Ah, graduation.  High school was an interesting road for me.  I loved high school.  I had such rad teachers and some pretty hilarious friends.  But, because I graduated high school a year early, I never got to experience graduation.  Not only that, I never got to experience any of the senior activities, like grad night, senior pranks, etc.  Honestly, that never really bothered me, but what DID bother me was that I was never included in my senior yearbook.  But even then, I was still not bothered.  While all of my mates were studying hard and crazy for finals, I was studying hard and crazy for my ASVAB.  After enlisting in the military and shipping off for boot camp, the one and only thing I could look forward to was, of course, graduation.  It came to a close halt when I was diagnosed with shin splints just a week before graduation.  I was medically cleared the morning of graduation, but my MTI (military training instructor) wouldn’t allow me to be a part of the graduation ceremony.  I nearly cried.  My family had traveled just to see me graduate, but they would end up seeing me sitting on the side benches instead.  Luckily, my squadron supervisor demanded that my MTI allow me to be a part of the ceremony.  Once again, it struck a sweet chord.  Like I said, I never got to experience graduation, but while all of my friends were graduating high school, I was graduating and becoming a world class airman. (Military graduation.)

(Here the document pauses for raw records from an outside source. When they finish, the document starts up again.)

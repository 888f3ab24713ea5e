//! Line-oriented transports the interpreter talks through.

use std::collections::VecDeque;
use std::io::{self, BufRead, Read, Write};
use std::sync::mpsc::{self, Receiver, RecvTimeoutError};
use std::thread;
use std::time::{Duration, Instant};

use serialport::SerialPort;
use tracing::debug;

use crate::error::DmmError;

pub trait Transport {
    /// At most one received line, without its terminator. Waits no longer
    /// than the transport's line timeout; `Ok(None)` when nothing arrived.
    fn read_line(&mut self) -> Result<Option<String>, DmmError>;
    fn write_str(&mut self, text: &str) -> Result<(), DmmError>;
}

/// Longest accepted command line, terminator excluded.
pub const MAX_LINE_LEN: usize = 100;

/// Outcome of line assembly.
#[derive(Debug, Clone, PartialEq, Eq)]
pub enum Assembled {
    Line(String),
    /// The line exceeded the length limit; its bytes up to the next
    /// terminator are dropped.
    Overflow,
}

/// Splits a byte stream into lines terminated by CR, LF or both.
///
/// Blank lines are skipped and at most `max_len` bytes are buffered.
#[derive(Debug)]
pub struct LineAssembler {
    pending: Vec<u8>,
    ready: VecDeque<Assembled>,
    max_len: usize,
    discarding: bool,
}

impl Default for LineAssembler {
    fn default() -> Self {
        Self::new(MAX_LINE_LEN)
    }
}

impl LineAssembler {
    pub fn new(max_len: usize) -> Self {
        Self {
            pending: Vec::with_capacity(max_len),
            ready: VecDeque::new(),
            max_len,
            discarding: false,
        }
    }

    pub fn push(&mut self, chunk: &[u8]) {
        for &byte in chunk {
            if byte == b'\r' || byte == b'\n' {
                if self.discarding {
                    self.discarding = false;
                    continue;
                }
                let line = String::from_utf8_lossy(&self.pending).trim().to_string();
                self.pending.clear();
                if !line.is_empty() {
                    self.ready.push_back(Assembled::Line(line));
                }
            } else if self.discarding {
                continue;
            } else if self.pending.len() == self.max_len {
                self.pending.clear();
                self.discarding = true;
                self.ready.push_back(Assembled::Overflow);
            } else {
                self.pending.push(byte);
            }
        }
    }

    pub fn next_line(&mut self) -> Option<Assembled> {
        self.ready.pop_front()
    }

    /// Bytes of the unterminated line held so far.
    pub fn buffered(&self) -> usize {
        self.pending.len()
    }
}

fn too_long() -> DmmError {
    DmmError::Generic(format!(
        "Command line longer than {} characters",
        MAX_LINE_LEN
    ))
}

fn assembled(item: Assembled) -> Result<Option<String>, DmmError> {
    match item {
        Assembled::Line(line) => Ok(Some(line)),
        Assembled::Overflow => Err(too_long()),
    }
}

/// UART link, lines terminated by CR, LF or both.
pub struct SerialTransport {
    port: Box<dyn SerialPort>,
    lines: LineAssembler,
    line_timeout: Duration,
}

impl SerialTransport {
    pub fn new(port: Box<dyn SerialPort>, line_timeout: Duration) -> Self {
        Self {
            port,
            lines: LineAssembler::default(),
            line_timeout,
        }
    }

    /// Opens `path` at `baud`, 8N1.
    pub fn open(path: &str, baud: u32, line_timeout: Duration) -> Result<Self, DmmError> {
        let port = serialport::new(path, baud)
            .timeout(line_timeout)
            .open()
            .map_err(|e| DmmError::Transport(format!("failed to open port '{}': {}", path, e)))?;
        Ok(Self::new(port, line_timeout))
    }
}

impl Transport for SerialTransport {
    /// An over-long line is reported once as a generic error.
    fn read_line(&mut self) -> Result<Option<String>, DmmError> {
        if let Some(item) = self.lines.next_line() {
            return assembled(item);
        }
        let start = Instant::now();
        let mut chunk = [0u8; 128];
        loop {
            match self.port.read(&mut chunk) {
                Ok(n) if n > 0 => {
                    self.lines.push(&chunk[..n]);
                    if let Some(item) = self.lines.next_line() {
                        return assembled(item);
                    }
                }
                Ok(_) => {}
                Err(ref e) if e.kind() == io::ErrorKind::TimedOut => {}
                Err(e) => return Err(e.into()),
            }
            if start.elapsed() >= self.line_timeout {
                return Ok(None);
            }
        }
    }

    fn write_str(&mut self, text: &str) -> Result<(), DmmError> {
        self.port.write_all(text.as_bytes())?;
        Ok(())
    }
}

/// Lines delivered by another thread, typically a stdin reader; output goes
/// to stdout.
pub struct ChannelTransport {
    lines: Receiver<String>,
    line_timeout: Duration,
}

impl ChannelTransport {
    pub fn new(lines: Receiver<String>, line_timeout: Duration) -> Self {
        Self {
            lines,
            line_timeout,
        }
    }

    /// Spawns a reader forwarding stdin lines until EOF.
    pub fn stdin(line_timeout: Duration) -> Self {
        let (tx, rx) = mpsc::channel();
        thread::spawn(move || {
            let stdin = io::stdin();
            for line in stdin.lock().lines() {
                let Ok(line) = line else { break };
                if tx.send(line).is_err() {
                    break;
                }
            }
            debug!("stdin reader finished");
        });
        Self::new(rx, line_timeout)
    }
}

impl Transport for ChannelTransport {
    fn read_line(&mut self) -> Result<Option<String>, DmmError> {
        match self.lines.recv_timeout(self.line_timeout) {
            Ok(line) if line.len() > MAX_LINE_LEN => Err(too_long()),
            Ok(line) => Ok(Some(line.trim_end_matches(['\r', '\n']).to_string())),
            Err(RecvTimeoutError::Timeout) => Ok(None),
            Err(RecvTimeoutError::Disconnected) => {
                Err(DmmError::Transport(String::from("input closed")))
            }
        }
    }

    fn write_str(&mut self, text: &str) -> Result<(), DmmError> {
        let mut out = io::stdout().lock();
        out.write_all(text.as_bytes())?;
        out.flush()?;
        Ok(())
    }
}

/// Queue of input lines and a capture of everything written.
#[derive(Debug, Default, Clone)]
pub struct ScriptedTransport {
    input: VecDeque<String>,
    output: String,
}

impl ScriptedTransport {
    pub fn new<I, S>(lines: I) -> Self
    where
        I: IntoIterator<Item = S>,
        S: Into<String>,
    {
        Self {
            input: lines.into_iter().map(Into::into).collect(),
            output: String::new(),
        }
    }

    pub fn push_line(&mut self, line: impl Into<String>) {
        self.input.push_back(line.into());
    }

    pub fn is_drained(&self) -> bool {
        self.input.is_empty()
    }

    pub fn output(&self) -> &str {
        &self.output
    }

    /// Returns and clears the captured output.
    pub fn take_output(&mut self) -> String {
        std::mem::take(&mut self.output)
    }
}

impl Transport for ScriptedTransport {
    fn read_line(&mut self) -> Result<Option<String>, DmmError> {
        Ok(self.input.pop_front())
    }

    fn write_str(&mut self, text: &str) -> Result<(), DmmError> {
        self.output.push_str(text);
        Ok(())
    }
}

#[cfg(test)]
mod tests {
    use super::*;

    #[test]
    fn scripted_transport_replays_and_captures() {
        let mut t = ScriptedTransport::new(["DMMConfig Diode", "DMMMeasureAvg"]);
        assert_eq!(t.read_line().unwrap().as_deref(), Some("DMMConfig Diode"));
        t.write_str("PASS, x\r\n").unwrap();
        t.push_line("DMMMeasureStop");
        assert_eq!(t.read_line().unwrap().as_deref(), Some("DMMMeasureAvg"));
        assert_eq!(t.read_line().unwrap().as_deref(), Some("DMMMeasureStop"));
        assert_eq!(t.read_line().unwrap(), None);
        assert!(t.is_drained());
        assert_eq!(t.take_output(), "PASS, x\r\n");
        assert_eq!(t.output(), "");
    }

    fn lines(assembler: &mut LineAssembler) -> Vec<Assembled> {
        std::iter::from_fn(|| assembler.next_line()).collect()
    }

    fn line(text: &str) -> Assembled {
        Assembled::Line(text.to_string())
    }

    #[test]
    fn assembler_accepts_every_terminator() {
        let mut a = LineAssembler::default();
        a.push(b"DMMMeasureRep\r\nDMMMeasureStop\rDMMMeasureAvg\n");
        assert_eq!(
            lines(&mut a),
            [line("DMMMeasureRep"), line("DMMMeasureStop"), line("DMMMeasureAvg")]
        );
        assert_eq!(a.buffered(), 0);
    }

    #[test]
    fn assembler_skips_blank_lines() {
        let mut a = LineAssembler::default();
        a.push(b"\r\n\r\n   \r\nDMMConfig Diode\n\n");
        assert_eq!(lines(&mut a), [line("DMMConfig Diode")]);
    }

    #[test]
    fn assembler_joins_chunks() {
        let mut a = LineAssembler::default();
        a.push(b"DMMCon");
        assert_eq!(a.next_line(), None);
        assert_eq!(a.buffered(), 6);
        a.push(b"fig VoltageDC5");
        a.push(b"\r");
        a.push(b"\nDMMMeasureRaw\r\n");
        assert_eq!(
            lines(&mut a),
            [line("DMMConfig VoltageDC5"), line("DMMMeasureRaw")]
        );
    }

    #[test]
    fn assembler_replaces_invalid_utf8() {
        let mut a = LineAssembler::default();
        a.push(b"DMM\xffStop\n");
        assert_eq!(lines(&mut a), [line("DMM\u{fffd}Stop")]);
    }

    #[test]
    fn assembler_drops_overlong_line_until_terminator() {
        let mut a = LineAssembler::new(8);
        a.push(b"12345678");
        assert_eq!(a.next_line(), None);
        a.push(&[b'9'; 10_000]);
        assert_eq!(a.buffered(), 0);
        assert_eq!(lines(&mut a), [Assembled::Overflow]);
        a.push(b"tail\r\nDMMStop\n");
        assert_eq!(lines(&mut a), [line("DMMStop")]);
    }

    #[test]
    fn assembler_keeps_line_at_the_limit() {
        let mut a = LineAssembler::new(4);
        a.push(b"abcd\n");
        assert_eq!(lines(&mut a), [line("abcd")]);
    }

    #[test]
    fn channel_transport_rejects_overlong_line() {
        let (tx, rx) = mpsc::channel();
        let mut t = ChannelTransport::new(rx, Duration::from_millis(1));
        tx.send("1".repeat(MAX_LINE_LEN + 1)).unwrap();
        assert!(matches!(t.read_line(), Err(DmmError::Generic(_))));
    }

    #[test]
    fn channel_transport_times_out_then_reports_closed() {
        let (tx, rx) = mpsc::channel();
        let mut t = ChannelTransport::new(rx, Duration::from_millis(1));
        assert_eq!(t.read_line().unwrap(), None);
        tx.send(String::from("DMMMeasureStop\r")).unwrap();
        assert_eq!(t.read_line().unwrap().as_deref(), Some("DMMMeasureStop"));
        drop(tx);
        assert!(matches!(t.read_line(), Err(DmmError::Transport(_))));
    }
}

Flowers.  Such a simple delicacy.  I’ve been in 7 serious relationships (including my present relationship).  Some lasting years, some only months.  Never once have I been given flowers.  Funny enough, Iii actually gave my crush a flower on Valentine’s Day in freshman year of high school.  For some reason, this always left me incredibly bummed.  Like, WTF?  Aren’t men supposed to swoon the ladies with wondrous roses?  Aren’t they supposed to surprise them with a great, big tulip or somethin’?  Movies are such lies.  NO man I’ve ever known brings the love of their life flowers.  Except for my father.  My father constantly surprises my mother with flowers.  I guess this is where I’ve just grown up to see it happen, so I suspect it’ll happen to me, too.  Not the case, however.  The first and only time I’ve ever been given flowers was (coincidentally) on the day of my graduation from boot camp.  Roxie was unable to fly out to my graduation, so she had flowers SENT to me.  To this day (and forever always), those flowers and that memory will always remain my favorite bouquet of flowers.  (Flowers. Love, Roxie. [Excuse my face. We weren’t allowed to look pretty in boot camp.])

Why the f*ck would I write a novel like this?  Mainly because I’m reminiscing.  Because it humors me how much of the little things we truly take for granted.  I didn’t get to experience these little things when everyone else did, but I did experience them.  And, honestly, it truly is the little things that count.